In New York City, the Villas lived at 18 East 72nd Street, the former home of banker Felix M. Warburg and Frieda Schiff Warburg (a daughter of Jacob Schiff). In 1924, they entertained their friend, Prince Gelasio Caetani, the retiring Italian Ambassador to the United States, at their home. Their neighbors included Louis C. Tiffany, Oliver Gould Jennings, W. Bayard Cutting and Lewis Cass Ledyard. They later moved to 760 Park Avenue.

After spending a number of years in Southampton, New York where they had a house, in April 1930, the Villas acquired Fairholme in Newport, Rhode Island, the former residence of John R. Drexels with 425 feet ocean of frontage situated on Ruggles Avenue at Ochre Point, just south of the Vanderbilt's property, The Breakers. (Note: In 1934, the A.P. Villa Corporation of New York filed suit against Newport through the Board of Tax Assessors alleging that the tax assessment on Fairholme was excessive.

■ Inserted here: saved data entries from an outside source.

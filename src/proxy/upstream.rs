//! Outbound client for the upstream chat endpoint.
//!
//! The upstream is an undocumented browser-facing API, so requests carry a
//! browser-shaped header set (user-agent, origin/referer, client hints) or
//! they are rejected. On success the response is returned as a handle over
//! an incrementally-readable byte stream; the body is never buffered here,
//! which lets the translator start re-framing before the upstream finishes
//! sending.

use std::sync::Arc;

use reqwest::header;
use reqwest::Client;

use crate::config::GatewayConfig;

use super::error::GatewayError;
use super::timeout::TimeoutConfig;
use super::types::UpstreamPayload;

pub struct UpstreamClient {
    client: Client,
    config: Arc<GatewayConfig>,
    timeouts: TimeoutConfig,
}

impl UpstreamClient {
    pub fn new(config: Arc<GatewayConfig>, timeouts: TimeoutConfig) -> Self {
        let client = Client::builder()
            .connect_timeout(timeouts.connect)
            .build()
            .expect("Failed to build upstream client");

        Self {
            client,
            config,
            timeouts,
        }
    }

    /// Send the translated payload upstream with a single POST.
    ///
    /// `want_stream` only selects the `Accept` header
    /// (`text/event-stream` vs `*/*`); the upstream answers with SSE
    /// framing either way.
    pub async fn send(
        &self,
        payload: &UpstreamPayload,
        want_stream: bool,
    ) -> Result<reqwest::Response, GatewayError> {
        tracing::debug!(
            model = %payload.model,
            stream = want_stream,
            "forwarding chat request upstream"
        );

        let accept = if want_stream { "text/event-stream" } else { "*/*" };

        let response = self
            .client
            .post(&self.config.upstream_url)
            .timeout(self.timeouts.request)
            .header(header::ACCEPT, accept)
            .header(header::ACCEPT_LANGUAGE, "zh-CN,zh;q=0.9,en;q=0.8")
            .header(header::ORIGIN, &self.config.origin)
            .header(header::REFERER, &self.config.referer)
            .header(header::USER_AGENT, &self.config.user_agent)
            .header("priority", "u=1, i")
            .header(
                "sec-ch-ua",
                "\"Chromium\";v=\"134\", \"Not:A-Brand\";v=\"24\", \"Google Chrome\";v=\"134\"",
            )
            .header("sec-ch-ua-mobile", "?0")
            .header("sec-ch-ua-platform", "\"Windows\"")
            .header("sec-fetch-dest", "empty")
            .header("sec-fetch-mode", "cors")
            .header("sec-fetch-site", "same-origin")
            .header("referrer-policy", "strict-origin-when-cross-origin")
            .json(payload)
            .send()
            .await?;

        let status = response.status();
        if !status.is_success() {
            let body = response.text().await.unwrap_or_default();
            return Err(GatewayError::UpstreamStatus {
                status: status.as_u16(),
                body,
            });
        }

        if response.content_length() == Some(0) {
            return Err(GatewayError::EmptyUpstreamBody);
        }

        Ok(response)
    }
}
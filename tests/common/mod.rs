//! Shared helpers for integration tests.

use std::sync::Arc;

use deepgate::config::GatewayConfig;
use deepgate::proxy::router::{build_router, GatewayState};
use deepgate::proxy::timeout::TimeoutConfig;
use deepgate::proxy::upstream::UpstreamClient;

pub const TEST_TOKEN: &str = "sk-114514";

/// Build a gateway router pointed at the given upstream URL.
pub fn test_router(upstream_url: &str) -> axum::Router {
    let config = Arc::new(GatewayConfig::new(
        TEST_TOKEN.to_string(),
        upstream_url.to_string(),
        "test-agent".to_string(),
    ));
    let upstream = Arc::new(UpstreamClient::new(config.clone(), TimeoutConfig::new(5, 10)));
    build_router(GatewayState::new(config, upstream))
}
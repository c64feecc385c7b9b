//! Gateway configuration.
//!
//! Everything is resolved once at startup (CLI flags plus the `API_TOKEN`
//! environment variable) and shared immutably as `Arc<GatewayConfig>`.
//! Nothing reads ambient globals after startup, which keeps handlers
//! testable with fake secrets and upstream URLs.

use clap::Parser;

/// Upstream chat endpoint of the reference deployment.
pub const DEFAULT_UPSTREAM_URL: &str = "https://deepseek.rkui.cn/api/chat";

/// User-agent matching the browser traffic the upstream expects.
pub const DEFAULT_USER_AGENT: &str = "Mozilla/5.0 (Windows NT 10.0; Win64; x64) AppleWebKit/537.36 (KHTML, like Gecko) Chrome/134.0.0.0 Safari/537.36";

#[derive(Debug, Parser)]
#[command(name = "deepgate", about = "OpenAI-compatible gateway for an upstream chat service")]
pub struct Cli {
    /// Address to listen on.
    #[arg(long, default_value = "0.0.0.0:8080")]
    pub bind: String,

    /// Upstream chat endpoint.
    #[arg(long, default_value = DEFAULT_UPSTREAM_URL)]
    pub upstream_url: String,

    /// Bearer token clients must present. The default exists for local
    /// development only; override it in any real deployment.
    #[arg(long, env = "API_TOKEN", default_value = "sk-114514", hide_env_values = true)]
    pub api_token: String,

    /// User-agent sent with upstream requests.
    #[arg(long, default_value = DEFAULT_USER_AGENT)]
    pub user_agent: String,
}

/// Immutable process-wide settings, injected into components as a
/// constructor dependency.
#[derive(Debug, Clone)]
pub struct GatewayConfig {
    /// Secret compared verbatim against the inbound bearer credential.
    pub api_token: String,
    /// Full URL of the upstream chat endpoint.
    pub upstream_url: String,
    /// `Origin` header value for upstream requests.
    pub origin: String,
    /// `Referer` header value for upstream requests.
    pub referer: String,
    /// User-agent string for upstream requests.
    pub user_agent: String,
}

impl GatewayConfig {
    /// Build a config, deriving `Origin`/`Referer` from the upstream URL
    /// so the request looks like it came from the upstream's own page.
    pub fn new(api_token: String, upstream_url: String, user_agent: String) -> Self {
        let origin = origin_of(&upstream_url);
        let referer = format!("{}/", origin);
        Self {
            api_token,
            upstream_url,
            origin,
            referer,
            user_agent,
        }
    }
}

impl From<Cli> for GatewayConfig {
    fn from(cli: Cli) -> Self {
        Self::new(cli.api_token, cli.upstream_url, cli.user_agent)
    }
}

/// Scheme plus authority of a URL, without the trailing path.
fn origin_of(url: &str) -> String {
    let scheme_end = url.find("://").map(|i| i + 3).unwrap_or(0);
    match url[scheme_end..].find('/') {
        Some(i) => url[..scheme_end + i].to_string(),
        None => url.trim_end_matches('/').to_string(),
    }
}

The estate was assessed at $160,000 ($66,100 for the land and $94,000 for the buildings and improvements, and $20,000 on tangible personal property).) The Villas entertained extensively in Newport. In 1942, the Villas sold Fairholme to Robert R. Young for $38,000. Alfonso Villa also owned a castle in Italy in his native town of Villanova d'Asti.